As the S&P 500 closes in on new highs amid lots of economic uncertainty, plenty of attention is being put on gold.

And for good reason – gold is in full-blown breakout territory this summer.

(At the same time, the economics of long-beaten-down gold mining stocks are such that they’re effectively a leveraged bet on gold prices.)

But that doesn’t mean that gold is a safe haven for investors getting anxious about the stock market.

The conventional wisdom has long been that gold is a wise contrarian play to frothy stock market valuations. But that doesn’t pan out in the data.

Looking back at all 15% or worse S&P 500 drawdowns from 1975 through today – times when investors could reasonably feel like stocks were in crisis territory – gold has only “worked” about half the time.
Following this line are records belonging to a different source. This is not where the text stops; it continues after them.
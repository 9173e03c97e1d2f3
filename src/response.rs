//! HTTP status reason phrases and response framing.
//!
//! Trimmed down from the teacher's exhaustive `StatusCode` table to the
//! handful of codes this dispatcher can actually produce: `200` for a
//! matched route, `404` for an unmatched path, `500` for an output-capture
//! failure.

#[derive(Debug, Clone, Copy, PartialEq, Eq)]
pub struct StatusCode(pub u16);

impl StatusCode {
    pub const OK: StatusCode = StatusCode(200);
    pub const NOT_FOUND: StatusCode = StatusCode(404);
    pub const INTERNAL_SERVER_ERROR: StatusCode = StatusCode(500);

    pub fn reason_phrase(self) -> &'static str {
        match self.0 {
            200 => "OK",
            404 => "Not Found",
            500 => "Internal Server Error",
            _ => "Unknown",
        }
    }
}

/// Frames a status, content type, and body as a complete HTTP/1.1 response.
/// Every response closes the connection after being sent, matching the
/// dispatcher's one-response-per-connection accept loop.
pub fn frame(status: StatusCode, content_type: &str, body: &str) -> String {
    format!(
        "HTTP/1.1 {} {}\r\nContent-Type: {}\r\nContent-Length: {}\r\nConnection: close\r\n\r\n{}",
        status.0,
        status.reason_phrase(),
        content_type,
        body.len(),
        body,
    )
}

#[cfg(test)]
mod tests {
    use super::*;

    #[test]
    fn frames_a_200_with_correct_content_length() {
        let framed = frame(StatusCode::OK, "text/plain", "hi");
        assert!(framed.starts_with("HTTP/1.1 200 OK\r\n"));
        assert!(framed.contains("Content-Length: 2\r\n"));
        assert!(framed.ends_with("\r\n\r\nhi"));
    }

    #[test]
    fn frames_a_404_with_empty_body() {
        let framed = frame(StatusCode::NOT_FOUND, "text/plain", "");
        assert!(framed.starts_with("HTTP/1.1 404 Not Found\r\n"));
        assert!(framed.contains("Content-Length: 0\r\n"));
    }

    #[test]
    fn content_length_counts_bytes_not_chars() {
        let framed = frame(StatusCode::OK, "text/plain", "héllo");
        assert!(framed.contains(&format!("Content-Length: {}\r\n", "héllo".len())));
    }
}
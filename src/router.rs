//! Path matching: request path → declared route + bound path parameters.
//!
//! Patterns and request paths are split on `/` into non-empty segments.
//! A `:name` pattern segment binds whatever the request supplied at that
//! position; any other pattern segment must match the request segment
//! exactly. Segment-count mismatch is never a match. Routes are tried in
//! declaration order and the first match wins, so an exact literal route
//! declared before a `:name` route of the same shape always takes priority.
//! There is no cap on segment count or parameter count.

use std::collections::HashMap;

fn split_segments(path: &str) -> Vec<&str> {
    path.split('/').filter(|s| !s.is_empty()).collect()
}

/// Attempts to match `request_path` against `pattern`, returning the bound
/// `:name` parameters on success.
pub fn match_route<'a>(pattern: &str, request_path: &'a str) -> Option<HashMap<String, &'a str>> {
    let pattern_segments = split_segments(pattern);
    let request_segments = split_segments(request_path);
    if pattern_segments.len() != request_segments.len() {
        return None;
    }

    let mut params = HashMap::new();
    for (p, r) in pattern_segments.iter().zip(request_segments.iter()) {
        if let Some(name) = p.strip_prefix(':') {
            params.insert(name.to_string(), *r);
        } else if p != r {
            return None;
        }
    }
    Some(params)
}

/// Finds the first declared route (in order) whose pattern matches
/// `request_path`, returning its index and the bound parameters.
pub fn find_route<'a>(
    patterns: &[&str],
    request_path: &'a str,
) -> Option<(usize, HashMap<String, &'a str>)> {
    for (i, pattern) in patterns.iter().enumerate() {
        if let Some(params) = match_route(pattern, request_path) {
            return Some((i, params));
        }
    }
    None
}
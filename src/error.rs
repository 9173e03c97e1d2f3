//! Error types for the scan/parse ("compile the script once at startup")
//! pipeline. Evaluation-time failures do not appear here — per the spec's
//! error taxonomy they are non-fatal and are reported through `tracing`
//! instead of `Result`.

use thiserror::Error;

/// Failures that can occur while turning source text into a token stream.
#[derive(Debug, Error, Clone, PartialEq)]
pub enum ScanError {
    #[error("line {line}, column {column}: unterminated string literal")]
    UnterminatedString { line: u32, column: u32 },
}

/// Failures that can occur while turning a token stream into a syntax tree,
/// or while scanning tokens for it. This is the error type returned by
/// `Script::parse`, the single fallible entry point used at startup.
#[derive(Debug, Error, Clone, PartialEq)]
pub enum ScriptError {
    #[error(transparent)]
    Scan(#[from] ScanError),

    #[error("line {line}: expected {expected}, found {found}")]
    UnexpectedToken {
        line: u32,
        expected: String,
        found: String,
    },

    #[error("line {line}: expected a route path string")]
    MissingRoutePath { line: u32 },

    #[error("line {line}: malformed number literal {lexeme:?}")]
    MalformedNumber { line: u32, lexeme: String },
}
//! Statement execution and expression evaluation.
//!
//! Runtime failures here (undefined variable, division by zero, a `+`
//! between incompatible operand shapes) are never fatal: each is logged at
//! `warn!` and the offending (sub)expression evaluates to `Value::Null`,
//! per the non-fatal half of the error taxonomy. There is no `Result` in
//! this module's public surface for that reason.

use crate::ast::{BinaryOp, Block, Expr, ResponseBody, Stmt};
use crate::environment::Environment;
use crate::value::Value;

/// What a route body produced, ready to be framed as an HTTP response.
pub struct EvalOutput {
    pub content_type: &'static str,
    pub body: String,
}

/// Executes a route body's statements in order. Returns `None` if the body
/// never reaches a `response` statement — the dispatcher treats that as an
/// empty, `text/plain` 200.
pub fn execute_block(block: &Block, env: &mut Environment) -> Option<EvalOutput> {
    for stmt in &block.statements {
        match stmt {
            Stmt::Assignment { name, value } => {
                let v = eval_expr(value, env);
                env.set(name, v);
            }
            Stmt::Response(response) => return Some(execute_response(response, env)),
            Stmt::Identifier(_) => {
                // A no-op outside an `html` block's expression position.
            }
        }
    }
    None
}

fn execute_response(response: &crate::ast::Response, env: &mut Environment) -> EvalOutput {
    match &response.body {
        ResponseBody::Block(block) => {
            let rendered = eval_html_block(block, env);
            EvalOutput {
                content_type: "text/html",
                body: format!("<html><body>{rendered}</body></html>\n"),
            }
        }
        ResponseBody::Expr(expr) => {
            let value = eval_expr(expr, env);
            EvalOutput {
                content_type: "text/plain",
                body: format!("{value}\n"),
            }
        }
    }
}

/// A block reached only as an `html` response body is not executed as
/// statements: each `Identifier` statement contributes its looked-up,
/// stringified value; any other statement kind in this position is ignored.
fn eval_html_block(block: &Block, env: &Environment) -> String {
    let mut out = String::new();
    for stmt in &block.statements {
        if let Stmt::Identifier(name) = stmt {
            out.push_str(&lookup(name, env).to_string());
        }
    }
    out
}

fn lookup(name: &str, env: &Environment) -> Value {
    match env.get(name) {
        Some(value) => value.clone(),
        None => {
            tracing::warn!(variable = name, "undefined variable");
            Value::Null
        }
    }
}

pub fn eval_expr(expr: &Expr, env: &Environment) -> Value {
    match expr {
        Expr::String(s) => Value::String(s.clone()),
        Expr::Number(n) => Value::Number(*n),
        Expr::Identifier(name) => lookup(name, env),
        Expr::Binary { op, left, right } => {
            let l = eval_expr(left, env);
            let r = eval_expr(right, env);
            eval_binary(*op, l, r)
        }
    }
}

fn eval_binary(op: BinaryOp, left: Value, right: Value) -> Value {
    use BinaryOp::*;
    match op {
        Add => match (&left, &right) {
            (Value::String(_), _) | (_, Value::String(_)) => {
                Value::String(format!("{left}{right}"))
            }
            (Value::Number(a), Value::Number(b)) => Value::Number(a + b),
            _ => {
                tracing::warn!(
                    left = left.type_name(),
                    right = right.type_name(),
                    "'+' between incompatible operands"
                );
                Value::Null
            }
        },
        Sub => numeric(left, right, |a, b| a - b),
        Mul => numeric(left, right, |a, b| a * b),
        Div => match (left, right) {
            (Value::Number(a), Value::Number(b)) => {
                if b == 0.0 {
                    tracing::warn!("division by zero");
                    Value::Null
                } else {
                    Value::Number(a / b)
                }
            }
            (left, right) => {
                tracing::warn!(
                    left = left.type_name(),
                    right = right.type_name(),
                    "'/' between non-numeric operands"
                );
                Value::Null
            }
        },
        Lt => compare(left, right, |o| o.is_lt()),
        Gt => compare(left, right, |o| o.is_gt()),
        Le => compare(left, right, |o| o.is_le()),
        Ge => compare(left, right, |o| o.is_ge()),
        Eq => Value::Bool(values_equal(&left, &right)),
        Ne => Value::Bool(!values_equal(&left, &right)),
        And => Value::Bool(left.is_truthy() && right.is_truthy()),
        Or => Value::Bool(left.is_truthy() || right.is_truthy()),
    }
}

fn numeric(left: Value, right: Value, f: impl Fn(f64, f64) -> f64) -> Value {
    match (left, right) {
        (Value::Number(a), Value::Number(b)) => Value::Number(f(a, b)),
        (left, right) => {
            tracing::warn!(
                left = left.type_name(),
                right = right.type_name(),
                "arithmetic between non-numeric operands"
            );
            Value::Null
        }
    }
}

fn compare(left: Value, right: Value, f: impl Fn(std::cmp::Ordering) -> bool) -> Value {
    match (&left, &right) {
        (Value::Number(a), Value::Number(b)) => match a.partial_cmp(b) {
            Some(ord) => Value::Bool(f(ord)),
            None => Value::Bool(false),
        },
        (Value::String(a), Value::String(b)) => Value::Bool(f(a.cmp(b))),
        _ => {
            tracing::warn!(
                left = left.type_name(),
                right = right.type_name(),
                "ordered comparison between incomparable operands"
            );
            Value::Bool(false)
        }
    }
}

fn values_equal(left: &Value, right: &Value) -> bool {
    match (left, right) {
        (Value::Null, Value::Null) => true,
        (Value::Bool(a), Value::Bool(b)) => a == b,
        (Value::Number(a), Value::Number(b)) => a == b,
        (Value::String(a), Value::String(b)) => a == b,
        _ => false,
    }
}
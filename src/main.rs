//! `webbubble [port]` — reads a WebBubble script from stdin, parses it once,
//! and serves it over HTTP on `port` (default 8080).
//!
//! The CLI surface is deliberately thin: a single optional positional port
//! argument, no flags, no environment variables. The startup program that
//! constructs a server around a hard-coded demo script is out of scope for
//! this crate's core; reading the script from stdin keeps the binary
//! runnable without reintroducing that demo driver.

use std::io::Read;
use std::net::TcpListener;
use std::process::ExitCode;

use clap::Parser;

use webbubble::dispatcher;
use webbubble::Script;

#[derive(Parser)]
#[command(name = "webbubble", about = "Serves a WebBubble script over HTTP")]
struct Cli {
    /// TCP port to listen on. Invalid or out-of-range values fall back to
    /// 8080 with a stderr note rather than failing CLI parsing.
    port: Option<String>,
}

fn resolve_port(raw: Option<&str>) -> u16 {
    let Some(raw) = raw else {
        return 8080;
    };
    match raw.parse::<i64>() {
        Ok(port) if port > 0 && port <= 65535 => port as u16,
        _ => {
            eprintln!("webbubble: invalid port {raw:?}, falling back to 8080");
            8080
        }
    }
}

fn init_logging() {
    let filter = tracing_subscriber::EnvFilter::try_from_default_env()
        .unwrap_or_else(|_| tracing_subscriber::EnvFilter::new("info"));
    tracing_subscriber::fmt()
        .with_writer(std::io::stderr)
        .with_env_filter(filter)
        .init();
}

fn main() -> ExitCode {
    init_logging();

    let cli = Cli::parse();
    let port = resolve_port(cli.port.as_deref());

    let mut source = String::new();
    if let Err(err) = std::io::stdin().read_to_string(&mut source) {
        tracing::error!(error = %err, "failed to read script from stdin");
        return ExitCode::FAILURE;
    }

    let script = match Script::parse(&source) {
        Ok(script) => script,
        Err(err) => {
            tracing::error!(error = %err, "failed to parse script");
            return ExitCode::FAILURE;
        }
    };

    let address = format!("0.0.0.0:{port}");
    let listener = match TcpListener::bind(&address) {
        Ok(listener) => listener,
        Err(err) => {
            tracing::error!(error = %err, %address, "failed to bind listener");
            return ExitCode::FAILURE;
        }
    };

    dispatcher::run(listener, &script);
    ExitCode::SUCCESS
}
What’s a better investment than gold when stocks are in crisis? Stocks, for one:


The chart above shows average returns of gold vs. stocks following a 15% drawdown in the S&P 500. While both assets initially have a strong positive correlation, that typically reverses strongly about 40 trading days following the drawdown point, and continue to be negatively correlated for about four months.

The stock market's mean-reverting tendencies make it a better absolute bet than gold when there's blood in the streets.

Looking at individual returns 180 days and 252 days (or about one trading year) later, gold returns are left-skewed and lack the fat tails of stocks following a crisis.


That jives with this chart from Verdad Capital that shows gold’s status as the worst of a collection of stock market hedges:

Source: Verdad, Bloomberg, S&P, Russell, MSCI, Barclays, JPM, GS, CBOE, Eurekahedge, SG

Source: Verdad, Bloomberg, S&P, Russell, MSCI, Barclays, JPM, GS, CBOE, Eurekahedge, SG

Does that mean you shouldn’t own gold right now? Of course not! 

From a trend following standpoint, gold’s price action looks stellar right now.

But it does mean that if you’re allocating to gold in hopes that you’ll have a hedge against stock market risk this summer, then you might be in for an unpleasant surprise if this market does wind up taking a turn for the worse.

It’s a much better idea to decouple gold from your stock thesis in 2020.